7. The encoding method of claim 6, wherein when the encoding operation is a full-link operation, before the encoding operation performed on at least one flash memory array structure unit generates a source line voltage on each source line of a plurality of source lines of each flash memory array structure unit, the method further comprises:

and pre-storing each non-zero element in a plurality of non-zero elements in the weight matrix vector of the full connection layer into a corresponding operation unit in a plurality of operation units in the coding type flash memory device.

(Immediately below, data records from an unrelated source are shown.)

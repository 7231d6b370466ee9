use crate::config::TransportSettings;
use crate::coordinator::{Coordinator, StatsReport, Submission};
use crate::error::CoordinationError;
use crate::status::RequestStatus;
use crate::transport::ws_handler;
use axum::extract::{Path, State};
use axum::http::StatusCode;
use axum::response::{IntoResponse, Response};
use axum::routing::{get, post};
use axum::{Json, Router};
use bridge_core::protocol::DispatchPayload;
use serde_json::{json, Value};
use std::future::Future;
use std::net::SocketAddr;
use std::sync::Arc;
use tokio::net::TcpListener;
use tracing::warn;

#[derive(Clone)]
pub struct AppState {
    pub coordinator: Arc<Coordinator>,
    pub settings: TransportSettings,
}

pub fn router(state: AppState) -> Router {
    Router::new()
        .route("/ws", get(ws_handler))
        .route("/health", get(|| async { "ok" }))
        .route("/api/generate", post(generate))
        .route("/api/requests/:request_id/status", get(request_status))
        .route("/api/stats", get(stats))
        .with_state(state)
}

pub async fn serve<F>(listener: TcpListener, state: AppState, shutdown: F) -> std::io::Result<()>
where
    F: Future<Output = ()> + Send + 'static,
{
    axum::serve(
        listener,
        router(state).into_make_service_with_connect_info::<SocketAddr>(),
    )
    .with_graceful_shutdown(shutdown)
    .await
}

fn error_status(err: &CoordinationError) -> StatusCode {
    match err {
        CoordinationError::InvalidRequest(_) => StatusCode::BAD_REQUEST,
        CoordinationError::NoWorkerAvailable { .. } | CoordinationError::ShuttingDown => {
            StatusCode::SERVICE_UNAVAILABLE
        }
        CoordinationError::RequestTimeout { .. } => StatusCode::REQUEST_TIMEOUT,
        CoordinationError::DuplicateRequest { .. } => StatusCode::CONFLICT,
        CoordinationError::UnknownRequest { .. } => StatusCode::NOT_FOUND,
        _ => StatusCode::INTERNAL_SERVER_ERROR,
    }
}

fn error_response(err: &CoordinationError) -> Response {
    let body = json!({
        "error": err.to_string(),
        "code": err.code(),
        "requestId": err.request_id(),
    });
    (error_status(err), Json(body)).into_response()
}

pub async fn generate(State(state): State<AppState>, Json(body): Json<Value>) -> Response {
    let payload: DispatchPayload = match serde_json::from_value(body) {
        Ok(payload) => payload,
        Err(err) => {
            warn!(event = "generate_invalid", error = %err);
            return error_response(&CoordinationError::InvalidRequest(err.to_string()));
        }
    };
    match state
        .coordinator
        .submit(Submission::from_payload(payload))
        .await
    {
        Ok(receipt) => (
            StatusCode::ACCEPTED,
            Json(json!({
                "status": "accepted",
                "requestId": receipt.request_id,
                "correlationId": receipt.correlation_id,
                "workerId": receipt.worker_id,
            })),
        )
            .into_response(),
        Err(err) => error_response(&err),
    }
}

pub async fn request_status(
    State(state): State<AppState>,
    Path(request_id): Path<String>,
) -> Result<Json<RequestStatus>, Response> {
    state
        .coordinator
        .status(&request_id)
        .map(Json)
        .ok_or_else(|| error_response(&CoordinationError::UnknownRequest { request_id }))
}

pub async fn stats(State(state): State<AppState>) -> Json<StatsReport> {
    Json(state.coordinator.stats())
}

#[cfg(test)]
mod tests {
    use super::*;
    use crate::config::CoordinatorConfig;
    use crate::connection::ConnectionHandle;
    use bridge_core::Capabilities;
    use tokio::sync::mpsc;

    fn state() -> AppState {
        AppState {
            coordinator: Coordinator::start(CoordinatorConfig::default()),
            settings: TransportSettings::default(),
        }
    }

    async fn body_json(response: Response) -> Value {
        let bytes = axum::body::to_bytes(response.into_body(), usize::MAX)
            .await
            .expect("body");
        serde_json::from_slice(&bytes).expect("json body")
    }

    #[tokio::test(flavor = "multi_thread", worker_threads = 2)]
    async fn generate_maps_errors_to_status_codes() {
        let state = state();

        let response = generate(State(state.clone()), Json(json!({"model": "a"}))).await;
        assert_eq!(response.status(), StatusCode::BAD_REQUEST);

        let response = generate(State(state.clone()), Json(json!({"prompt": ""}))).await;
        assert_eq!(response.status(), StatusCode::BAD_REQUEST);

        let response = generate(
            State(state.clone()),
            Json(json!({"prompt": "cat", "requestId": "r1"})),
        )
        .await;
        assert_eq!(response.status(), StatusCode::SERVICE_UNAVAILABLE);
        let body = body_json(response).await;
        assert_eq!(body["code"], "no_worker_available");
        assert_eq!(body["requestId"], "r1");
    }

    #[tokio::test(flavor = "multi_thread", worker_threads = 2)]
    async fn accepted_request_is_visible_through_status_and_stats() {
        let state = state();
        let (tx, _rx) = mpsc::channel(8);
        let handle = ConnectionHandle::new(state.coordinator.next_conn_id(), tx);
        state
            .coordinator
            .connect_worker("w1", Capabilities::new(), handle)
            .await
            .expect("connect");

        let response = generate(
            State(state.clone()),
            Json(json!({"prompt": "cat", "requestId": "r1"})),
        )
        .await;
        assert_eq!(response.status(), StatusCode::ACCEPTED);
        let body = body_json(response).await;
        assert_eq!(body["status"], "accepted");
        assert_eq!(body["requestId"], "r1");
        assert!(body["correlationId"].as_str().is_some());

        let response = generate(
            State(state.clone()),
            Json(json!({"prompt": "cat", "requestId": "r1"})),
        )
        .await;
        assert_eq!(response.status(), StatusCode::CONFLICT);

        let Json(status) = request_status(State(state.clone()), Path("r1".to_string()))
            .await
            .expect("status");
        assert_eq!(status.worker_id.as_deref(), Some("w1"));

        let missing = request_status(State(state.clone()), Path("nope".to_string())).await;
        match missing {
            Err(response) => assert_eq!(response.status(), StatusCode::NOT_FOUND),
            Ok(_) => panic!("unknown request must 404"),
        }

        let Json(report) = stats(State(state)).await;
        assert_eq!(report.health.connected, 1);
        assert_eq!(report.health.pending_requests, 1);
        let value = serde_json::to_value(&report).expect("json");
        assert_eq!(value["errorRate"], 0.0);
        assert_eq!(value["health"]["connected"], 1);
    }

    #[tokio::test(flavor = "multi_thread", worker_threads = 2)]
    async fn past_deadline_maps_to_request_timeout() {
        let state = state();
        let (tx, _rx) = mpsc::channel(8);
        let handle = ConnectionHandle::new(state.coordinator.next_conn_id(), tx);
        state
            .coordinator
            .connect_worker("w1", Capabilities::new(), handle)
            .await
            .expect("connect");
        let response = generate(
            State(state.clone()),
            Json(json!({"prompt": "cat", "timeoutMs": 0})),
        )
        .await;
        assert_eq!(response.status(), StatusCode::REQUEST_TIMEOUT);
    }
}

8. The encoding method of claim 6, wherein when the encoding operation is a convolutional layer operation, before the encoding operation performed by at least one flash memory array structure unit generates a source line voltage on each source line in a plurality of source lines of each flash memory array structure unit, the method further comprises:

and pre-storing each convolution kernel element in a plurality of convolution kernel elements in the convolution matrix of the convolution layer into a corresponding operation unit in a plurality of operation units in the coding type flash memory device.

9. The encoding method according to claim 7 or 8,

after pre-storing each non-zero element in a plurality of non-zero elements in the weight matrix vector of the fully-connected layer into a corresponding operation unit in a plurality of operation units in the coded flash memory device, or after pre-storing each convolution kernel element in a plurality of convolution kernel elements in the convolution matrix of the convolutional layer into a corresponding operation unit in a plurality of operation units in the coded flash memory device, the method further includes:

correspondingly inputting the input elements of the corresponding input vector into each word line of the plurality of word lines to generate word line voltages on each word line, so that the plurality of redundant units of the coding type flash memory device are in an on state.

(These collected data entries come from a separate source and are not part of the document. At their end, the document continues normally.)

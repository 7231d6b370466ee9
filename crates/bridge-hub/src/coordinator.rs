use crate::config::CoordinatorConfig;
use crate::connection::{ConnectionHandle, CLOSE_GOING_AWAY};
use crate::error::CoordinationError;
use crate::failover::{DisconnectEvent, FailoverHandler};
use crate::heartbeat::{HealthEvent, HeartbeatMonitor};
use crate::metrics::{MetricsAggregator, RoutingStatsSnapshot};
use crate::registry::{
    HealthSummary, HeartbeatOutcome, PendingRequest, Registry, RequestPayload, WorkerConnection,
};
use crate::router::{Outcome, Router};
use crate::status::{RequestState, RequestStatus, StatusCache};
use bridge_core::protocol::{CompletionPayload, DispatchPayload, FailurePayload};
use bridge_core::{new_correlation_id, new_request_id, Capabilities, WireMessage};
use parking_lot::{Mutex, RwLock};
use serde::Serialize;
use serde_json::Value;
use std::collections::{HashMap, VecDeque};
use std::sync::atomic::{AtomicBool, AtomicU64, Ordering};
use std::sync::{Arc, Weak};
use std::time::Duration;
use tokio::sync::{broadcast, mpsc, watch};
use tokio::task::AbortHandle;
use tokio::time::Instant;
use tracing::{debug, info, warn};

const DRAIN_POLL: Duration = Duration::from_millis(25);

/// Caller-facing notification for a request that reached a terminal state.
#[derive(Debug, Clone)]
pub enum RequestEvent {
    Completed {
        request_id: String,
        correlation_id: String,
        worker_id: String,
        result: Value,
        metadata: Value,
        response_time: Duration,
    },
    Failed {
        request_id: String,
        correlation_id: String,
        error: CoordinationError,
    },
}

impl RequestEvent {
    pub fn request_id(&self) -> &str {
        match self {
            RequestEvent::Completed { request_id, .. } | RequestEvent::Failed { request_id, .. } => {
                request_id
            }
        }
    }
}
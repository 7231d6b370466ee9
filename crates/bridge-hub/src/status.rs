use crate::registry::PendingRequest;
use chrono::Utc;
use parking_lot::Mutex;
use serde::Serialize;
use std::collections::{HashMap, VecDeque};
use std::time::Duration;
use tokio::time::Instant;

pub const STATUS_CACHE_MAX: usize = 1024;
pub const STATUS_CACHE_TTL: Duration = Duration::from_secs(600);

#[derive(Debug, Clone, Copy, PartialEq, Eq, Serialize)]
#[serde(rename_all = "snake_case")]
pub enum RequestState {
    Pending,
    Assigned,
    Completed,
    Failed,
    TimedOut,
}

#[derive(Debug, Clone, PartialEq, Eq, Serialize)]
#[serde(rename_all = "camelCase")]
pub struct RequestStatus {
    pub request_id: String,
    pub status: RequestState,
    pub timestamp: String,
    #[serde(skip_serializing_if = "Option::is_none")]
    pub worker_id: Option<String>,
    pub attempts: u32,
    #[serde(skip_serializing_if = "Option::is_none")]
    pub error: Option<String>,
}

impl RequestStatus {
    pub fn live(request: &PendingRequest) -> Self {
        let status = if request.assigned_worker_id.is_some() {
            RequestState::Assigned
        } else {
            RequestState::Pending
        };
        Self {
            request_id: request.request_id.clone(),
            status,
            timestamp: Utc::now().to_rfc3339(),
            worker_id: request.assigned_worker_id.clone(),
            attempts: request.attempts,
            error: None,
        }
    }

    pub fn terminal(
        request: &PendingRequest,
        status: RequestState,
        worker_id: Option<String>,
        error: Option<String>,
    ) -> Self {
        Self {
            request_id: request.request_id.clone(),
            status,
            timestamp: Utc::now().to_rfc3339(),
            worker_id,
            attempts: request.attempts,
            error,
        }
    }
}

struct CacheEntry {
    status: RequestStatus,
    stored_at: Instant,
}

/// Terminal outcomes of finished requests, bounded by count and age.
pub struct StatusCache {
    entries: Mutex<(HashMap<String, CacheEntry>, VecDeque<String>)>,
    max: usize,
    ttl: Duration,
}

impl Default for StatusCache {
    fn default() -> Self {
        Self::new(STATUS_CACHE_MAX, STATUS_CACHE_TTL)
    }
}

impl StatusCache {
    pub fn new(max: usize, ttl: Duration) -> Self {
        Self {
            entries: Mutex::new((HashMap::new(), VecDeque::new())),
            max: max.max(1),
            ttl,
        }
    }

    pub fn insert(&self, status: RequestStatus, now: Instant) {
        let mut guard = self.entries.lock();
        let (cache, order) = &mut *guard;
        let key = status.request_id.clone();
        if cache
            .insert(
                key.clone(),
                CacheEntry {
                    status,
                    stored_at: now,
                },
            )
            .is_some()
        {
            order.retain(|existing| existing != &key);
        }
        order.push_back(key);
        while order.len() > self.max {
            if let Some(oldest) = order.pop_front() {
                cache.remove(&oldest);
            }
        }
        while let Some(oldest) = order.front() {
            let expired = cache
                .get(oldest)
                .map_or(true, |entry| now.saturating_duration_since(entry.stored_at) > self.ttl);
            if !expired {
                break;
            }
            if let Some(oldest) = order.pop_front() {
                cache.remove(&oldest);
            }
        }
    }

    pub fn get(&self, request_id: &str, now: Instant) -> Option<RequestStatus> {
        let mut guard = self.entries.lock();
        let (cache, order) = &mut *guard;
        let entry = cache.get(request_id)?;
        if now.saturating_duration_since(entry.stored_at) <= self.ttl {
            return Some(entry.status.clone());
        }
        cache.remove(request_id);
        order.retain(|existing| existing != request_id);
        None
    }

    pub fn len(&self) -> usize {
        self.entries.lock().0.len()
    }

    pub fn is_empty(&self) -> bool {
        self.len() == 0
    }
}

10. The encoding method of claim 9, wherein after correspondingly inputting the input elements of the corresponding input vector into each of the plurality of word lines to generate a word line voltage on the corresponding each word line such that the plurality of redundant cells of the encoding-type flash memory device are in an on state, further comprising:

applying a high level to a string select line and a ground select line of the encoding type flash memory device to generate a source line voltage on each of a plurality of source lines of each flash memory array structural unit.

11. The encoding method of claim 5, wherein when the encoding operation is a full join operation, the performing the encoding operation based on at least one flash memory array structural unit to generate a source line voltage on each source line of a plurality of source lines of each flash memory array structural unit comprises:

based on multiple flash memory array structure units, simultaneously performing coding operation corresponding to input vector and weight matrix vector, or

Performing coding operation of corresponding input vectors and weight matrix vectors by adopting a time division multiplexing mode based on a flash memory array structure unit;

wherein the input vector is multi-bit data.

12. The encoding method of claim 5, wherein when the encoding operation is a convolutional layer operation, the encoding method further comprises:

shifting and summing the summation result output by the summation operation of the summers to realize a deep neural network;

wherein the convolution matrix of the convolutional layer is multi-bit data.